◆ **EXERCISE INSTRUCTIONS**
Whichever lines include the word "other", copy them as they appear in the data.

Records excerpted from a collection

Segment Open

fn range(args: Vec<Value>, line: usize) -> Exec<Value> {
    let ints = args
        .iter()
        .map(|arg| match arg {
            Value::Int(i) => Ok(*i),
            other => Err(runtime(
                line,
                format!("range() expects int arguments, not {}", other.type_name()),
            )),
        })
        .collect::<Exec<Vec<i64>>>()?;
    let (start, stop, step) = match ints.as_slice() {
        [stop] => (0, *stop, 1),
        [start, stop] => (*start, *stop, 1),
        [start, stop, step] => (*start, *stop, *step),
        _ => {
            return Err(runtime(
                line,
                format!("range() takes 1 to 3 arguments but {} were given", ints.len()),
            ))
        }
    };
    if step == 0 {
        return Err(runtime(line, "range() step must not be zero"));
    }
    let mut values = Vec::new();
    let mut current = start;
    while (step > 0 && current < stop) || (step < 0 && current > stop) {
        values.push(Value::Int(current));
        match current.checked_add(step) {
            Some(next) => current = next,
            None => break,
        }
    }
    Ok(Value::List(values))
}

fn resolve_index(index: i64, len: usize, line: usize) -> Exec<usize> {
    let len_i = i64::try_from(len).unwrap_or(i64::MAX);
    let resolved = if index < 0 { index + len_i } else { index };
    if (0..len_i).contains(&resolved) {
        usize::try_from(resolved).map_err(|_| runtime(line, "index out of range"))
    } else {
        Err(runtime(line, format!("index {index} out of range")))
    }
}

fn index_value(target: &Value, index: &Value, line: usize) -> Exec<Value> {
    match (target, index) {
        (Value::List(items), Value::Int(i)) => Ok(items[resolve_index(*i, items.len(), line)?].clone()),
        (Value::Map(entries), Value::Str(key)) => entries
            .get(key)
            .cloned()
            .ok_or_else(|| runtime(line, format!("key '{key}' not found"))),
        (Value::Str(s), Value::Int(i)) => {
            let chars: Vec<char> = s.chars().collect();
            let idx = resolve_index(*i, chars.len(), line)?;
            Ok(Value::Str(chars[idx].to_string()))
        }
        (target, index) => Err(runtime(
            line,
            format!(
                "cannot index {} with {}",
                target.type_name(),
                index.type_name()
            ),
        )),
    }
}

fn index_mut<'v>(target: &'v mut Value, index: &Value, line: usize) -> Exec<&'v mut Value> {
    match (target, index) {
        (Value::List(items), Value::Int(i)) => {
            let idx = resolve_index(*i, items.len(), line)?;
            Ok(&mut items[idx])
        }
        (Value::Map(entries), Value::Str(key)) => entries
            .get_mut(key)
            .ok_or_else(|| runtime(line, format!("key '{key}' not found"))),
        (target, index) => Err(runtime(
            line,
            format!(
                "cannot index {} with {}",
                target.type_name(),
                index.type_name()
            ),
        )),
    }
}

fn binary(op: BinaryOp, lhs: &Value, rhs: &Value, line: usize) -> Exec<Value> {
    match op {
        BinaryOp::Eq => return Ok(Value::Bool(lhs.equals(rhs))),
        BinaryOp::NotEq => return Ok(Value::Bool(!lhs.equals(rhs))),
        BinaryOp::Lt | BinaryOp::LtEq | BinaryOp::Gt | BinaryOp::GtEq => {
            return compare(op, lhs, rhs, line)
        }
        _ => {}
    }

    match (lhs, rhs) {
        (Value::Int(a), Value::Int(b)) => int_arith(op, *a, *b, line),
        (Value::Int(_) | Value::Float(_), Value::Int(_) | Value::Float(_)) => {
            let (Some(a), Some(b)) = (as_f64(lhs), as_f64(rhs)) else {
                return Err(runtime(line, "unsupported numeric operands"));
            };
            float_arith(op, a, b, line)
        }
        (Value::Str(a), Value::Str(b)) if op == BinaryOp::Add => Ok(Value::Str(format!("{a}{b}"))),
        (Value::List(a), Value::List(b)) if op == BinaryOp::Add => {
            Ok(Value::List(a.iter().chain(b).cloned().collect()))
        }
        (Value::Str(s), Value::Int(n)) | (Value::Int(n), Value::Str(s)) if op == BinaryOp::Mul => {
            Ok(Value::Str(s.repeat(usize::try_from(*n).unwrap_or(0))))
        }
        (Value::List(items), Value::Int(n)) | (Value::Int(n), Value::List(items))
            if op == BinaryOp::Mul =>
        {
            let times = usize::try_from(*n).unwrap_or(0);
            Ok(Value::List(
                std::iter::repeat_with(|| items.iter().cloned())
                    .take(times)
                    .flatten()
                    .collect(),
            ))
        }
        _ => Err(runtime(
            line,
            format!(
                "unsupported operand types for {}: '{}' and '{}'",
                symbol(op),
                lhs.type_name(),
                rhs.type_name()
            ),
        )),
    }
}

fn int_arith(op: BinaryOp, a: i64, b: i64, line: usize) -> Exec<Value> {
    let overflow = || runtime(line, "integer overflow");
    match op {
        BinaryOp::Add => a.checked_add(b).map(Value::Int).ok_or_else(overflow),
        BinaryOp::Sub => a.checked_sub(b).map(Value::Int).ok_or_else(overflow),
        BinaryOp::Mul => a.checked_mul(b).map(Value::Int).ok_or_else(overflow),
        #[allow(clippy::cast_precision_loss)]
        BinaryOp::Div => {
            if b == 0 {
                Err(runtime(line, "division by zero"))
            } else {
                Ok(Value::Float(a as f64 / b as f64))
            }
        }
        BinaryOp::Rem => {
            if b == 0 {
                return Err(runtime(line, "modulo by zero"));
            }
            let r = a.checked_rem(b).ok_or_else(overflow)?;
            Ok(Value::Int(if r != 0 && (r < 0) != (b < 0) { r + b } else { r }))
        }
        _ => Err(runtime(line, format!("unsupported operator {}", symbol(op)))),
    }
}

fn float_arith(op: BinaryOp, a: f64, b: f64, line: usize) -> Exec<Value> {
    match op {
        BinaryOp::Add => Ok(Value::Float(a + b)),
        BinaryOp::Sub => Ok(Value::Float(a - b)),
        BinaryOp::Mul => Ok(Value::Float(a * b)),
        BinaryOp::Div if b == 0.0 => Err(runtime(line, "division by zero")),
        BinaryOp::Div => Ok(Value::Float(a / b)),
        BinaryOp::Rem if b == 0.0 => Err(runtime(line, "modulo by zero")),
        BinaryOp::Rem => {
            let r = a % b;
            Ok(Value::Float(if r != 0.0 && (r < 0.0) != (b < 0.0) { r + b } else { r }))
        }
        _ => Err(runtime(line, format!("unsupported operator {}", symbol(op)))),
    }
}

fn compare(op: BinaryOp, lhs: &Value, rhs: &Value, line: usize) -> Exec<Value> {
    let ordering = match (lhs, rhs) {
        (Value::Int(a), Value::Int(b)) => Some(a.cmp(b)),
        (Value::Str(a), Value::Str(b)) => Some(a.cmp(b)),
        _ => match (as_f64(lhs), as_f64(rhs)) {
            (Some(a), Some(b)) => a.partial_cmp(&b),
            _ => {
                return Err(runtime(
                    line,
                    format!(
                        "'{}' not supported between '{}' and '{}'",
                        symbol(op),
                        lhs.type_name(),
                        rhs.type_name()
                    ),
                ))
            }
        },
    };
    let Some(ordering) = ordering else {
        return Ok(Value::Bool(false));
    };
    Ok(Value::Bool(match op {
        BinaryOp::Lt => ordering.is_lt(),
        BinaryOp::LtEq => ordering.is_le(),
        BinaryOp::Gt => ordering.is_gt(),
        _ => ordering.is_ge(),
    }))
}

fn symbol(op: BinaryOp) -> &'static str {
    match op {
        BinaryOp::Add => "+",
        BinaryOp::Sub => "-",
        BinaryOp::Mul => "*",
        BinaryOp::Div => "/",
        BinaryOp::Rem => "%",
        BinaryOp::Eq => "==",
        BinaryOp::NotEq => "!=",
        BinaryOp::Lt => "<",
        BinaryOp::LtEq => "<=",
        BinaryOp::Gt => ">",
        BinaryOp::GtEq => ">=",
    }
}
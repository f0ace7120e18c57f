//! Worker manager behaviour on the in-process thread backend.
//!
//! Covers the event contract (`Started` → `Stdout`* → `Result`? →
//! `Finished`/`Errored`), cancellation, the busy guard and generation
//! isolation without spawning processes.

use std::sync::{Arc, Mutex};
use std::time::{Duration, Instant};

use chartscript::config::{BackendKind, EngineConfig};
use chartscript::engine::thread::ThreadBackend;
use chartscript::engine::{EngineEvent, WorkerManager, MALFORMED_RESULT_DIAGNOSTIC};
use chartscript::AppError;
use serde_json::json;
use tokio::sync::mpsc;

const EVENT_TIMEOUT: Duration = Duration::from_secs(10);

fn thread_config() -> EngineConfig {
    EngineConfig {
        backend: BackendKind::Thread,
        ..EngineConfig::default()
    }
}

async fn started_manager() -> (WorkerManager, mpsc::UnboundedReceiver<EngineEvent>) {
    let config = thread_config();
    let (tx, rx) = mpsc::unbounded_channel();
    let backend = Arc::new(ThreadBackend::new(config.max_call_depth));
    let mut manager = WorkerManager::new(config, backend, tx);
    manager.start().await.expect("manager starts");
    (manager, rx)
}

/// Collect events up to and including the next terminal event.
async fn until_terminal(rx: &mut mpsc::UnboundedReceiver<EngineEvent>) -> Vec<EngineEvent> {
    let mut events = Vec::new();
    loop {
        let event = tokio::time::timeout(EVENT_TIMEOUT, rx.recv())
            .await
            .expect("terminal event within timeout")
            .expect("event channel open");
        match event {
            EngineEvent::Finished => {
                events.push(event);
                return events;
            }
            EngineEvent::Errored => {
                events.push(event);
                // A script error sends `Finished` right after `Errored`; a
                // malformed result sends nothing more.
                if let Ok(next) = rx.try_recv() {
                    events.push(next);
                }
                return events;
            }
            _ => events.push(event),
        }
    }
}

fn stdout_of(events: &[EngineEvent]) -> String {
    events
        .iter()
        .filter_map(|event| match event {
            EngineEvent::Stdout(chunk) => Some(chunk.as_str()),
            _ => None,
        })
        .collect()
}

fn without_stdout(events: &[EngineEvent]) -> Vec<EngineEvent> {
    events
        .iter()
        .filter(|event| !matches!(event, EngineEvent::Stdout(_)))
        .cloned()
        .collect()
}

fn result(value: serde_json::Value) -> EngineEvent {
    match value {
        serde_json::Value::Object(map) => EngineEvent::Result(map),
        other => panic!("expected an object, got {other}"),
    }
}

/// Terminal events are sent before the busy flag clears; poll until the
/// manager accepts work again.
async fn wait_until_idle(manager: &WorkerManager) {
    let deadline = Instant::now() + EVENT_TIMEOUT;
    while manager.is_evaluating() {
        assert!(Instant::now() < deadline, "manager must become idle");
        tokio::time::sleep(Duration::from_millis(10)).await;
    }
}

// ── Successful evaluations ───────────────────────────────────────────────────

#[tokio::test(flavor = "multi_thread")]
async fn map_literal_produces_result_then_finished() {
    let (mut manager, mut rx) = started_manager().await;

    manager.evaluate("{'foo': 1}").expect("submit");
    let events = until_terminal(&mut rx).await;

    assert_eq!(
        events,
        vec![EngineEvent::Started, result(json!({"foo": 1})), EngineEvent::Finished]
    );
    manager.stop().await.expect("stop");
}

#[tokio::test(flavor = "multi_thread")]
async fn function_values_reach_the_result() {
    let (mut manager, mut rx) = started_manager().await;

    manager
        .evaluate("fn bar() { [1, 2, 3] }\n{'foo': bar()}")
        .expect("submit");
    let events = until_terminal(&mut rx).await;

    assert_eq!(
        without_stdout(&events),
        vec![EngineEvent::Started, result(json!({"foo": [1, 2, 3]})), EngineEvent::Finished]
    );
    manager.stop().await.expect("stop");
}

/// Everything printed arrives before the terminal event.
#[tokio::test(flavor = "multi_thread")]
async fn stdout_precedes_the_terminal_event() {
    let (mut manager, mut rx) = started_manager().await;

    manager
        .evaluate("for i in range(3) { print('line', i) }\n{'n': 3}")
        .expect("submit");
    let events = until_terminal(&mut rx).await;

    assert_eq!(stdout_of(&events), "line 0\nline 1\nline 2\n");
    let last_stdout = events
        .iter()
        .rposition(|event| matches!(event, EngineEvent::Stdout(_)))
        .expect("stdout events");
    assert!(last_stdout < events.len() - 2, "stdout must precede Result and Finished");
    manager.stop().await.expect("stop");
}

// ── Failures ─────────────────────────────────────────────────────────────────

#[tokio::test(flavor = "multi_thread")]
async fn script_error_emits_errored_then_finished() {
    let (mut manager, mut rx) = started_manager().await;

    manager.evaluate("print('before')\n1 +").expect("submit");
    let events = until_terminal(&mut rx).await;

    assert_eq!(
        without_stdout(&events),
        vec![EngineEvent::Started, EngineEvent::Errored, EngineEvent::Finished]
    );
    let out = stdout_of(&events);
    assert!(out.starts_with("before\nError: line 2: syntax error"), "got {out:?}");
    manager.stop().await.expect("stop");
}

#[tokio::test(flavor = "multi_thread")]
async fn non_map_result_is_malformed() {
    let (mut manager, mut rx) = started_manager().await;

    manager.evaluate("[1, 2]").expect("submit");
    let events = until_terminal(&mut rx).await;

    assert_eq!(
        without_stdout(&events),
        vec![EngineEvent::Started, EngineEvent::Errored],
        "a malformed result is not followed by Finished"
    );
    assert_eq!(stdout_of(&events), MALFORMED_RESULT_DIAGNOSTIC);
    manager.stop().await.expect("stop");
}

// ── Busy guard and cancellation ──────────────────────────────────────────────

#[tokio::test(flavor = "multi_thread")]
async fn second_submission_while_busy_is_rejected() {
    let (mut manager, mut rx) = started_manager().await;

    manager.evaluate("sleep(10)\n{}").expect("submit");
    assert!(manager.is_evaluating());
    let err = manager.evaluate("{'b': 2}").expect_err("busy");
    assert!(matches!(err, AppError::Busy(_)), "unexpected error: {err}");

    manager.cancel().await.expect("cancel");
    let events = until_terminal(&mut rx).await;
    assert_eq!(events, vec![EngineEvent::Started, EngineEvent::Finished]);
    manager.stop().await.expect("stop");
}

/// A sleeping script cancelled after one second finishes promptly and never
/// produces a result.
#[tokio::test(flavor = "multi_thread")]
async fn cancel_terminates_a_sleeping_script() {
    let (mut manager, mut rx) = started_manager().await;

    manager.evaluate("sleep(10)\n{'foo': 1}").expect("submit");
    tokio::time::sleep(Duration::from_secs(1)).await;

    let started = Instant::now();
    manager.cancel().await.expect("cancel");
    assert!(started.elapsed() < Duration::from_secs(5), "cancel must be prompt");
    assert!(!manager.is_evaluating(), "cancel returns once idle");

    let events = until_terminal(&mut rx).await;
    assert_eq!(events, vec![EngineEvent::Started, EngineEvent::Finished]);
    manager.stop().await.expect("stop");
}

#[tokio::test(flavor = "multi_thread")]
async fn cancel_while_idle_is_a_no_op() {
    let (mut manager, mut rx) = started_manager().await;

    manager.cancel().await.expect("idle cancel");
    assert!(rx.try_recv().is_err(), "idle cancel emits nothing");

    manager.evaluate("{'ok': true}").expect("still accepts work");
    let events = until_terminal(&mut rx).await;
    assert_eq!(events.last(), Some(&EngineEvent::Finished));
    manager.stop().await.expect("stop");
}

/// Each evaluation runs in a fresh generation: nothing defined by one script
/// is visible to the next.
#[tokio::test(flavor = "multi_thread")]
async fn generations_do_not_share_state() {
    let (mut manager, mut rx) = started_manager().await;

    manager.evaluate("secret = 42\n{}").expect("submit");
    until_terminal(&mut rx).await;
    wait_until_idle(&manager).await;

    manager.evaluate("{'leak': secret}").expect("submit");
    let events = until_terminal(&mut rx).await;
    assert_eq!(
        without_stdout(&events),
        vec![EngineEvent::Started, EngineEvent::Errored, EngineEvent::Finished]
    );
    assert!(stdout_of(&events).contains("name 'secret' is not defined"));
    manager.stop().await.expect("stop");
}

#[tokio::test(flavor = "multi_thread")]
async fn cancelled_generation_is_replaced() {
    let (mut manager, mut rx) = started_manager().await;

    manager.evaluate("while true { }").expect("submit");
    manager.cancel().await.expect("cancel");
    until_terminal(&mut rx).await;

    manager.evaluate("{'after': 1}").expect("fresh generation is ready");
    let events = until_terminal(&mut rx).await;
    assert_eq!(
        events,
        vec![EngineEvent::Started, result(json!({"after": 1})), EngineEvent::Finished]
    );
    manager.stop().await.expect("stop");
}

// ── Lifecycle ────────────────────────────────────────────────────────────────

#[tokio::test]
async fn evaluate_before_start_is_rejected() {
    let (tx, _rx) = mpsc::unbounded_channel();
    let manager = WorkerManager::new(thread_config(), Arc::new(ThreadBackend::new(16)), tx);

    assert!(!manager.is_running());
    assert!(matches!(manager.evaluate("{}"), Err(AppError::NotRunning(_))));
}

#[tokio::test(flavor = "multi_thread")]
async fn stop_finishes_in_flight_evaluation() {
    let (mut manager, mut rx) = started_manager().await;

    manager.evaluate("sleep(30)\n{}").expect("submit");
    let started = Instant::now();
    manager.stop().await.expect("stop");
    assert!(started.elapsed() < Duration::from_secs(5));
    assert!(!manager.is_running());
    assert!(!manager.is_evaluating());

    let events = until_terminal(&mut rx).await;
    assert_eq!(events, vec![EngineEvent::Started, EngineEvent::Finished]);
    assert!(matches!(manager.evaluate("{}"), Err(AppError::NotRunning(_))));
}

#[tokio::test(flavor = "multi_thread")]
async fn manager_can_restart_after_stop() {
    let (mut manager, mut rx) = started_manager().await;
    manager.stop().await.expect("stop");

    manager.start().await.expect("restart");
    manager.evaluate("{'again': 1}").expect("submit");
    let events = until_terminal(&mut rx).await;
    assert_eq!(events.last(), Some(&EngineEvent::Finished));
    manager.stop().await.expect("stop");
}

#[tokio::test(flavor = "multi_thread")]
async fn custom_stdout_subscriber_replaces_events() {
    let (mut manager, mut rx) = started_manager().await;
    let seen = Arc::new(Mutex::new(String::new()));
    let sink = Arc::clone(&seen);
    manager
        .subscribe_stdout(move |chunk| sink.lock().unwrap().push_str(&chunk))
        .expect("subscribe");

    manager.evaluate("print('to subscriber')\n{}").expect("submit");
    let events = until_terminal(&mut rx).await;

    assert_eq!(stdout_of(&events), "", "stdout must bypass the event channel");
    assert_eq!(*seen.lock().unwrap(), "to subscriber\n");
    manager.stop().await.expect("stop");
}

Segment Closed

◆ **ANSWER SPACE**
            other => Err(runtime(
                format!("range() expects int arguments, not {}", other.type_name()),
        other => panic!("expected an object, got {other}"),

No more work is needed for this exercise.